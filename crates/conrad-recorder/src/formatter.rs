//! Formatters turn a processed event into text.

use std::fmt;

use crate::error::StageError;
use crate::event::Event;

/// Converts the final event into its serialized representation.
pub trait Formatter: Send + Sync {
    fn format(&self, event: &Event) -> Result<String, StageError>;
}

/// Compact JSON, one object per event. The default formatter.
#[derive(Debug, Clone, Copy, Default)]
pub struct JsonFormatter;

impl Formatter for JsonFormatter {
    fn format(&self, event: &Event) -> Result<String, StageError> {
        Ok(serde_json::to_string(event)?)
    }
}

/// Indented JSON.
#[derive(Debug, Clone, Copy, Default)]
pub struct PrettyJsonFormatter;

impl Formatter for PrettyJsonFormatter {
    fn format(&self, event: &Event) -> Result<String, StageError> {
        Ok(serde_json::to_string_pretty(event)?)
    }
}

/// Formatter backed by a function or closure. See [`from_fn`].
#[derive(Clone)]
pub struct FnFormatter<F> {
    f: F,
}

/// Wrap a function or closure as a formatter.
pub fn from_fn<F>(f: F) -> FnFormatter<F>
where
    F: Fn(&Event) -> Result<String, StageError> + Send + Sync,
{
    FnFormatter { f }
}

impl<F> Formatter for FnFormatter<F>
where
    F: Fn(&Event) -> Result<String, StageError> + Send + Sync,
{
    fn format(&self, event: &Event) -> Result<String, StageError> {
        (self.f)(event)
    }
}

impl<F> fmt::Debug for FnFormatter<F> {
    fn fmt(&self, f: &mut fmt::Formatter<'_>) -> fmt::Result {
        f.debug_struct("FnFormatter").finish_non_exhaustive()
    }
}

▶ _Problem description_: Your answer should be a single number: the count of lines in the entries that contain the word "into".

▶ _Response to this exercise_: 2